//! Selection flows: marquee, hit-testing after edits, stale id cleanup.

use boardcore::{hit_test, DeleteNodes, History, MoveNodes, Rect, Selection};

use crate::helpers::grid_store;

#[test]
fn test_marquee_partial_vs_full_containment() {
    let store = grid_store();
    let ids: Vec<_> = store.iter().map(|n| n.id).collect();
    // Covers all of "a", clips into "b"
    let marquee = Rect::new(-10.0, -10.0, 260.0, 120.0);

    let mut partial = Selection::new();
    partial.select_in_rect(&store, marquee, false, true);
    assert_eq!(partial.ids(), &[ids[0], ids[1]]);

    let mut full = Selection::new();
    full.select_in_rect(&store, marquee, false, false);
    assert_eq!(full.ids(), &[ids[0]]);
}

#[test]
fn test_marquee_touching_edge_does_not_select() {
    let store = grid_store();
    // Shares only the x=100 edge with "a"
    let marquee = Rect::new(100.0, 0.0, 50.0, 50.0);

    let mut selection = Selection::new();
    selection.select_in_rect(&store, marquee, false, true);
    assert!(selection.is_empty());
}

#[test]
fn test_marquee_append_accumulates() {
    let store = grid_store();
    let ids: Vec<_> = store.iter().map(|n| n.id).collect();

    let mut selection = Selection::new();
    selection.select_in_rect(&store, Rect::new(-10.0, -10.0, 120.0, 120.0), false, true);
    selection.select_in_rect(&store, Rect::new(190.0, 190.0, 120.0, 120.0), true, true);
    assert_eq!(selection.ids(), &[ids[0], ids[3]]);
}

#[test]
fn test_hit_test_tracks_moved_nodes() {
    let mut store = grid_store();
    let ids: Vec<_> = store.iter().map(|n| n.id).collect();

    let mut history = History::new();
    history.push(Box::new(MoveNodes::new(vec![ids[0]], 1000.0, 0.0)), &mut store);

    assert_eq!(hit_test(&store, 1050.0, 50.0), Some(ids[0]));
    assert_eq!(hit_test(&store, 50.0, 50.0), None);

    history.undo(&mut store);
    assert_eq!(hit_test(&store, 50.0, 50.0), Some(ids[0]));
}

#[test]
fn test_overlapping_nodes_hit_topmost() {
    let mut store = grid_store();
    let ids: Vec<_> = store.iter().map(|n| n.id).collect();

    // Slide "d" (z = 3) over "a" (z = 0)
    let mut history = History::new();
    history.push(
        Box::new(MoveNodes::new(vec![ids[3]], -200.0, -200.0)),
        &mut store,
    );
    assert_eq!(hit_test(&store, 50.0, 50.0), Some(ids[3]));
}

#[test]
fn test_selection_survives_delete_via_retain_live() {
    let mut store = grid_store();
    let ids: Vec<_> = store.iter().map(|n| n.id).collect();

    let mut selection = Selection::new();
    selection.set(&[ids[0], ids[1]], false);

    let mut history = History::new();
    history.push(Box::new(DeleteNodes::new(vec![ids[1]])), &mut store);
    selection.retain_live(&store);
    assert_eq!(selection.ids(), &[ids[0]]);

    // Undo brings the node back; the selection stays as the user left it
    history.undo(&mut store);
    assert_eq!(selection.ids(), &[ids[0]]);
    assert_eq!(selection.selected_nodes(&store).count(), 1);
}
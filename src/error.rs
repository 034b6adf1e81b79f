//! Error types for the render pipeline

use thiserror::Error;

/// Result type alias for pipeline operations
pub type Result<T> = std::result::Result<T, Error>;

/// Errors that can occur while rendering a scene document
#[derive(Error, Debug)]
pub enum Error {
    /// The input document is missing or carries no attributes at all
    #[error("Document is empty")]
    EmptyDocument,

    /// The document is present but structurally unusable
    #[error("Invalid document: {0}")]
    DocumentError(String),

    /// Building the scene tree from the document failed
    #[error("Scene construction failed: {0}")]
    SceneError(String),

    /// Font directory lookup or font download failed
    #[error("Font resolution failed: {0}")]
    FontError(String),

    /// Remote image fetch or decode failed
    #[error("Image hydration failed: {0}")]
    ImageError(String),

    /// Producing the final bitmap failed
    #[error("Rasterization failed: {0}")]
    RenderError(String),

    /// Network error
    #[error("Network error: {0}")]
    NetworkError(String),

    /// Invalid configuration
    #[error("Invalid configuration: {0}")]
    ConfigError(String),

    /// Filesystem error
    #[error("I/O error: {0}")]
    Io(#[from] std::io::Error),
}

impl Error {
    /// HTTP status the pipeline reports for this error: 400 for an empty
    /// document, 401 for everything else.
    pub fn status(&self) -> u16 {
        match self {
            Error::EmptyDocument => 400,
            _ => 401,
        }
    }
}
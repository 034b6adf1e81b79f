//! The render pipeline: one request in, one response out.
//!
//! States run in a fixed order, each gated on the previous one:
//! validate, inject background, build stage, resolve fonts, hydrate images,
//! settle, correct text, rasterize. Resource failures (fonts, images) are
//! logged and degrade; everything else maps to an error response carrying
//! the log collected so far.

use crate::diagnostics::DiagnosticLog;
use crate::fonts::{self, FontResolver};
use crate::images::ImageHydrator;
use crate::stage::{FontBook, Stage};
use crate::{document, textfix, Error, RenderConfig, ResponseShape, Result};
use base64::engine::general_purpose::STANDARD as BASE64;
use base64::Engine as _;
use serde_json::{json, Value};
use std::time::Duration;

static USER_AGENT: &str = concat!(env!("CARGO_PKG_NAME"), "/", env!("CARGO_PKG_VERSION"));

/// What the pipeline hands back to the transport layer.
#[derive(Debug, Clone)]
pub struct RenderResponse {
    /// 200 on success, 400 for an empty document, 401 for any other failure.
    pub status: u16,
    pub content_type: String,
    pub body: Vec<u8>,
    /// The full diagnostic log, also embedded in structured bodies.
    pub log: Vec<String>,
}

/// Renders scene documents. One instance can serve many requests; all
/// per-request state (log, stage, font cache) lives inside `render`.
pub struct RenderPipeline {
    config: RenderConfig,
    client: reqwest::Client,
}

impl RenderPipeline {
    pub fn new(config: RenderConfig) -> Result<Self> {
        let client = reqwest::Client::builder()
            .user_agent(USER_AGENT)
            .timeout(Duration::from_millis(config.timeout_ms))
            .build()
            .map_err(|e| Error::ConfigError(format!("Failed to build HTTP client: {e}")))?;

        Ok(Self { config, client })
    }

    pub fn config(&self) -> &RenderConfig {
        &self.config
    }

    /// Render one scene document.
    pub async fn render(&self, document: &Value) -> RenderResponse {
        let log = DiagnosticLog::new();
        log.push(format!("Runtime: {USER_AGENT}"));
        log.push_kv("mode", self.config.mode);

        if let Err(err) = document::validate(document) {
            log.push("ERROR: Document is empty!");
            return self.error_response(&err, log);
        }

        match self.run(document.clone(), &log).await {
            Ok(png) => self.success_response(png, log),
            Err(err) => {
                log.push(format!("ERROR: {err}"));
                self.error_response(&err, log)
            }
        }
    }

    async fn run(&self, mut document: Value, log: &DiagnosticLog) -> Result<Vec<u8>> {
        log.push("Adding background layer to document...");
        document::inject_background(&mut document, log);
        log.push("... done adding background layer");

        log.push("Building stage from document...");
        let mut fonts = FontBook::new();
        let mut stage = Stage::build(&document, &fonts)?;
        log.push("... done building stage");

        log.push("Resolving fonts...");
        let requests = fonts::collect_requests(&stage);
        let resolver = FontResolver::new(&self.client, &self.config);
        let resolved = resolver.resolve_batch(&requests, log).await;
        for font in resolved {
            log.push(format!(
                "Registering font family:{} weight:{} style:{} from [{}]",
                font.family,
                font.spec.weight,
                font.spec.style.as_deref().unwrap_or("normal"),
                font.path.display()
            ));
            if fonts.register_file(&font.path).is_err() {
                // The persisted file may be unreadable; the bytes still are.
                fonts.register_data(font.bytes);
            }
        }
        log.push("... done resolving fonts");

        log.push("Hydrating images...");
        ImageHydrator::new(&self.client)
            .hydrate_stage(&mut stage, log)
            .await;
        log.push("... done hydrating images");

        // The hydration batches above are awaited jointly, but the raster
        // backend may still re-layout asynchronously after font
        // registration; the settle delay stays as a documented workaround.
        log.push(format!("Settling for {}ms", self.config.settle_delay_ms));
        tokio::time::sleep(Duration::from_millis(self.config.settle_delay_ms)).await;

        log.push("Correcting text layout...");
        textfix::correct_text_layout(&mut stage, &fonts);
        log.push("... done correcting text layout");

        log.push("Rasterizing...");
        let png = stage.rasterize(&fonts)?;
        log.push("... done rasterizing");

        Ok(png)
    }

    fn success_response(&self, png: Vec<u8>, log: DiagnosticLog) -> RenderResponse {
        let log = log.into_entries();
        match self.config.response_shape {
            ResponseShape::RawImage => RenderResponse {
                status: 200,
                content_type: "image/png".to_string(),
                body: png,
                log,
            },
            ResponseShape::Structured => {
                let body = json!({
                    "error": false,
                    "image": BASE64.encode(&png),
                    "log": log,
                });
                RenderResponse {
                    status: 200,
                    content_type: "application/json".to_string(),
                    body: body.to_string().into_bytes(),
                    log,
                }
            }
        }
    }

    fn error_response(&self, err: &Error, log: DiagnosticLog) -> RenderResponse {
        let log = log.into_entries();
        let body = json!({
            "error": true,
            "log": log,
        });
        RenderResponse {
            status: err.status(),
            content_type: "application/json".to_string(),
            body: body.to_string().into_bytes(),
            log,
        }
    }
}

#[cfg(test)]
mod tests {
    use super::*;
    use crate::RuntimeMode;

    fn test_config() -> RenderConfig {
        RenderConfig {
            settle_delay_ms: 0,
            mode: RuntimeMode::Test,
            ..Default::default()
        }
    }

    #[tokio::test]
    async fn empty_document_is_rejected_before_any_state() {
        let pipeline = RenderPipeline::new(test_config()).expect("pipeline");
        let response = pipeline.render(&json!({})).await;

        assert_eq!(response.status, 400);
        assert_eq!(response.content_type, "application/json");
        assert!(response.log.iter().any(|e| e.contains("ERROR")));
        assert!(!response.log.iter().any(|e| e.contains("Building stage")));

        let body: Value = serde_json::from_slice(&response.body).expect("json body");
        assert_eq!(body["error"], json!(true));
    }

    #[tokio::test]
    async fn structural_failure_maps_to_401_with_partial_log() {
        let pipeline = RenderPipeline::new(test_config()).expect("pipeline");
        // Non-empty document without usable stage dimensions.
        let response = pipeline.render(&json!({ "attrs": { "foo": 1 } })).await;

        assert_eq!(response.status, 401);
        assert!(response.log.iter().any(|e| e.contains("Building stage")));
        assert!(response.log.iter().any(|e| e.contains("ERROR")));
    }
}
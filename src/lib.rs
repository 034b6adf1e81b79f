//! Scenepress
//!
//! A scene-document rasterization pipeline for Rust: takes a declarative
//! JSON scene (shapes, text runs, images), resolves its remote resources
//! (web fonts selected by family/style, remote images), repairs known text
//! layout defects, and produces a single encoded PNG plus a per-request
//! diagnostic log.
//!
//! # Features
//!
//! - **Remote font resolution**: families are looked up in a font directory
//!   service, downloaded once per request, and registered with the raster
//!   backend; unresolved fonts degrade to a substitute face.
//! - **Tolerant hydration**: a broken font or image never fails a render.
//! - **Transport-agnostic**: the pipeline returns a status code, a content
//!   type and a body; any HTTP frontend (or the bundled CLI) can wrap it.
//!
//! # Example
//!
//! ```no_run
//! use scenepress::{RenderConfig, RenderPipeline};
//!
//! # #[tokio::main]
//! # async fn main() -> Result<(), Box<dyn std::error::Error>> {
//! let config = RenderConfig {
//!     api_key: "directory-api-key".to_string(),
//!     ..Default::default()
//! };
//!
//! let pipeline = RenderPipeline::new(config)?;
//! let document: serde_json::Value = serde_json::from_str(r#"{
//!     "attrs": { "width": 640, "height": 480 },
//!     "className": "Stage",
//!     "children": [{ "attrs": {}, "className": "Layer", "children": [] }]
//! }"#)?;
//!
//! let response = pipeline.render(&document).await;
//! assert_eq!(response.status, 200);
//! # Ok(())
//! # }
//! ```

use std::path::PathBuf;

pub mod error;
pub use error::{Error, Result};

pub mod diagnostics;
pub use diagnostics::DiagnosticLog;

pub mod document;
pub mod fonts;
pub mod images;
pub mod stage;
pub mod textfix;

pub mod pipeline;
pub use pipeline::{RenderPipeline, RenderResponse};

pub use stage::{FontBook, Stage};

/// Selects where fonts are persisted and which paths a deployment uses.
#[derive(Debug, Clone, Copy, PartialEq, Eq)]
pub enum RuntimeMode {
    /// Fonts go to the process temp directory.
    Production,
    /// Fonts go to `{base_path}/fonts`.
    Test,
}

impl std::fmt::Display for RuntimeMode {
    fn fmt(&self, f: &mut std::fmt::Formatter<'_>) -> std::fmt::Result {
        match self {
            RuntimeMode::Production => write!(f, "production"),
            RuntimeMode::Test => write!(f, "test"),
        }
    }
}

/// How the success body is shaped for the transport layer.
#[derive(Debug, Clone, Copy, PartialEq, Eq)]
pub enum ResponseShape {
    /// Raw PNG bytes with an `image/png` content type.
    RawImage,
    /// A JSON body wrapping the base64 image together with the log.
    Structured,
}

/// Configuration for the render pipeline
///
/// The defaults are production-shaped: fonts persist to the process temp
/// directory, the success body is raw PNG bytes, and the settle delay
/// between hydration and text correction is 500ms.
///
/// # Examples
///
/// ```
/// let cfg = scenepress::RenderConfig::default();
/// assert_eq!(cfg.settle_delay_ms, 500);
/// ```
#[derive(Debug, Clone)]
pub struct RenderConfig {
    /// API key for the font directory service
    pub api_key: String,
    /// Runtime mode selecting font persistence paths
    pub mode: RuntimeMode,
    /// Root for test-mode font persistence (`{base_path}/fonts`)
    pub base_path: PathBuf,
    /// Shape of the success response body
    pub response_shape: ResponseShape,
    /// Base URL of the font directory lookup service
    pub font_directory_url: String,
    /// Delay between hydration and text correction in milliseconds
    pub settle_delay_ms: u64,
    /// Timeout for remote font/image fetches in milliseconds
    pub timeout_ms: u64,
}

impl Default for RenderConfig {
    fn default() -> Self {
        Self {
            api_key: String::new(),
            mode: RuntimeMode::Production,
            base_path: PathBuf::from("."),
            response_shape: ResponseShape::RawImage,
            font_directory_url: "https://www.googleapis.com/webfonts/v1/webfonts".to_string(),
            settle_delay_ms: 500,
            timeout_ms: 30000,
        }
    }
}

#[cfg(test)]
mod tests {
    use super::*;

    #[test]
    fn test_default_config() {
        let config = RenderConfig::default();
        assert_eq!(config.mode, RuntimeMode::Production);
        assert_eq!(config.response_shape, ResponseShape::RawImage);
        assert_eq!(config.settle_delay_ms, 500);
        assert_eq!(config.timeout_ms, 30000);
        assert!(config.api_key.is_empty());
        assert!(config.font_directory_url.contains("webfonts"));
    }

    #[test]
    fn test_runtime_mode_display() {
        assert_eq!(RuntimeMode::Production.to_string(), "production");
        assert_eq!(RuntimeMode::Test.to_string(), "test");
    }
}
//! Request-scoped diagnostic log.
//!
//! Every render request owns exactly one `DiagnosticLog`. Components append
//! human-readable progress and error entries to it, and the accumulated
//! entries are returned to the caller on both the success and the error
//! path. The log is never shared between requests.

use std::sync::Mutex;

/// An append-only, ordered sequence of log entries for one render request.
///
/// Interior mutability lets concurrent per-node hydration tasks append
/// through a shared reference; entries keep arrival order.
#[derive(Debug, Default)]
pub struct DiagnosticLog {
    entries: Mutex<Vec<String>>,
}

impl DiagnosticLog {
    pub fn new() -> Self {
        Self::default()
    }

    /// Append a single entry.
    pub fn push(&self, message: impl Into<String>) {
        let message = message.into();
        log::debug!("{}", message);
        self.entries
            .lock()
            .expect("diagnostic log poisoned")
            .push(message);
    }

    /// Append a non-string value, flattened to a `key: value` entry.
    pub fn push_kv(&self, key: &str, value: impl std::fmt::Display) {
        self.push(format!("{}: {}", key, value));
    }

    /// Snapshot of the entries recorded so far.
    pub fn entries(&self) -> Vec<String> {
        self.entries
            .lock()
            .expect("diagnostic log poisoned")
            .clone()
    }

    /// Consume the log and return its entries.
    pub fn into_entries(self) -> Vec<String> {
        self.entries
            .into_inner()
            .expect("diagnostic log poisoned")
    }
}

#[cfg(test)]
mod tests {
    use super::*;

    #[test]
    fn entries_keep_insertion_order() {
        let log = DiagnosticLog::new();
        log.push("first");
        log.push("second");
        log.push(String::from("third"));
        assert_eq!(log.entries(), vec!["first", "second", "third"]);
    }

    #[test]
    fn kv_entries_are_flattened() {
        let log = DiagnosticLog::new();
        log.push_kv("cacheKey", "roboto-regular-abc123");
        log.push_kv("width", 640);
        assert_eq!(
            log.into_entries(),
            vec!["cacheKey: roboto-regular-abc123", "width: 640"]
        );
    }
}
#[cfg(test)]
mod tests {
    use super::*;
    use serde_json::json;

    fn stage_doc(children: Value) -> Value {
        json!({
            "attrs": { "width": 200, "height": 100 },
            "className": "Stage",
            "children": [
                { "attrs": {}, "className": "Layer", "children": children }
            ]
        })
    }

    #[test]
    fn build_requires_stage_dimensions() {
        let fonts = FontBook::new();
        let doc = json!({ "attrs": { "width": 0 }, "children": [] });
        assert!(Stage::build(&doc, &fonts).is_err());
    }

    #[test]
    fn build_collects_typed_nodes() {
        let fonts = FontBook::new();
        let doc = stage_doc(json!([
            { "className": "Rect", "attrs": { "x": 1, "width": 10, "height": 10, "fill": "red" } },
            { "className": "Text", "attrs": { "text": "hi", "width": 100 } },
            { "className": "Image", "attrs": { "width": 4, "height": 4 } },
            { "className": "Wedge", "attrs": {} }
        ]));
        let stage = Stage::build(&doc, &fonts).expect("stage");
        assert_eq!(stage.width, 200.0);

        let mut texts = 0;
        stage.for_each_text(&mut |t| {
            texts += 1;
            assert_eq!(t.font_family, "Arial");
            assert_eq!(t.font_style, "400");
            assert_eq!(t.lines.len(), 1);
        });
        assert_eq!(texts, 1);

        let mut images = 0;
        stage.for_each_image(&mut |i| {
            images += 1;
            assert!(i.bitmap.is_none());
        });
        assert_eq!(images, 1);
    }

    #[test]
    fn explicit_newlines_split_lines() {
        let fonts = FontBook::new();
        let spec = StyleSpec::parse("400");
        let lines = wrap_text("one\ntwo\nthree", 0.0, 12.0, "Arial", &spec, &fonts);
        assert_eq!(lines.len(), 3);
        assert_eq!(lines[0].text, "one");
        assert_eq!(lines[2].text, "three");
    }

    #[test]
    fn narrow_width_forces_wrapping() {
        let fonts = FontBook::new();
        let spec = StyleSpec::parse("400");
        let lines = wrap_text("hello world", 10.0, 12.0, "Arial", &spec, &fonts);
        assert!(lines.len() >= 2, "expected a wrap, got {lines:?}");
        assert_eq!(lines[0].text, "hello");
    }

    #[test]
    fn empty_text_yields_one_empty_line() {
        let fonts = FontBook::new();
        let spec = StyleSpec::parse("400");
        let lines = wrap_text("", 100.0, 12.0, "Arial", &spec, &fonts);
        assert_eq!(lines.len(), 1);
        assert_eq!(lines[0].text, "");
    }

    #[test]
    fn svg_serialization_includes_shapes_and_text() {
        let fonts = FontBook::new();
        let doc = stage_doc(json!([
            { "className": "Rect", "attrs": { "width": 200, "height": 100, "fill": "#336699" } },
            { "className": "Text", "attrs": { "text": "a < b", "width": 100, "fontSize": 14 } }
        ]));
        let stage = Stage::build(&doc, &fonts).expect("stage");
        let svg = stage.to_svg();
        assert!(svg.starts_with("<svg"));
        assert!(svg.contains("width=\"200\""));
        assert!(svg.contains("fill=\"#336699\""));
        assert!(svg.contains("a &lt; b"));
        assert!(!svg.contains("<image"));
    }

    #[test]
    fn rasterize_produces_png_of_stage_size() {
        let fonts = FontBook::new();
        let doc = stage_doc(json!([
            { "className": "Rect", "attrs": { "width": 200, "height": 100, "fill": "#ff0000" } }
        ]));
        let stage = Stage::build(&doc, &fonts).expect("stage");
        let png = stage.rasterize(&fonts).expect("png");
        assert_eq!(&png[0..8], b"\x89PNG\r\n\x1a\n");

        let decoded = image::load_from_memory(&png).expect("decode");
        assert_eq!(decoded.width(), 200);
        assert_eq!(decoded.height(), 100);
    }
}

####################

→ PROBLEM TO SOLVE
Every line above that holds the string "weight" should be returned.

→ ANSWER BOX
                "Registering font family:{} weight:{} style:{} from [{}]",
                font.spec.weight,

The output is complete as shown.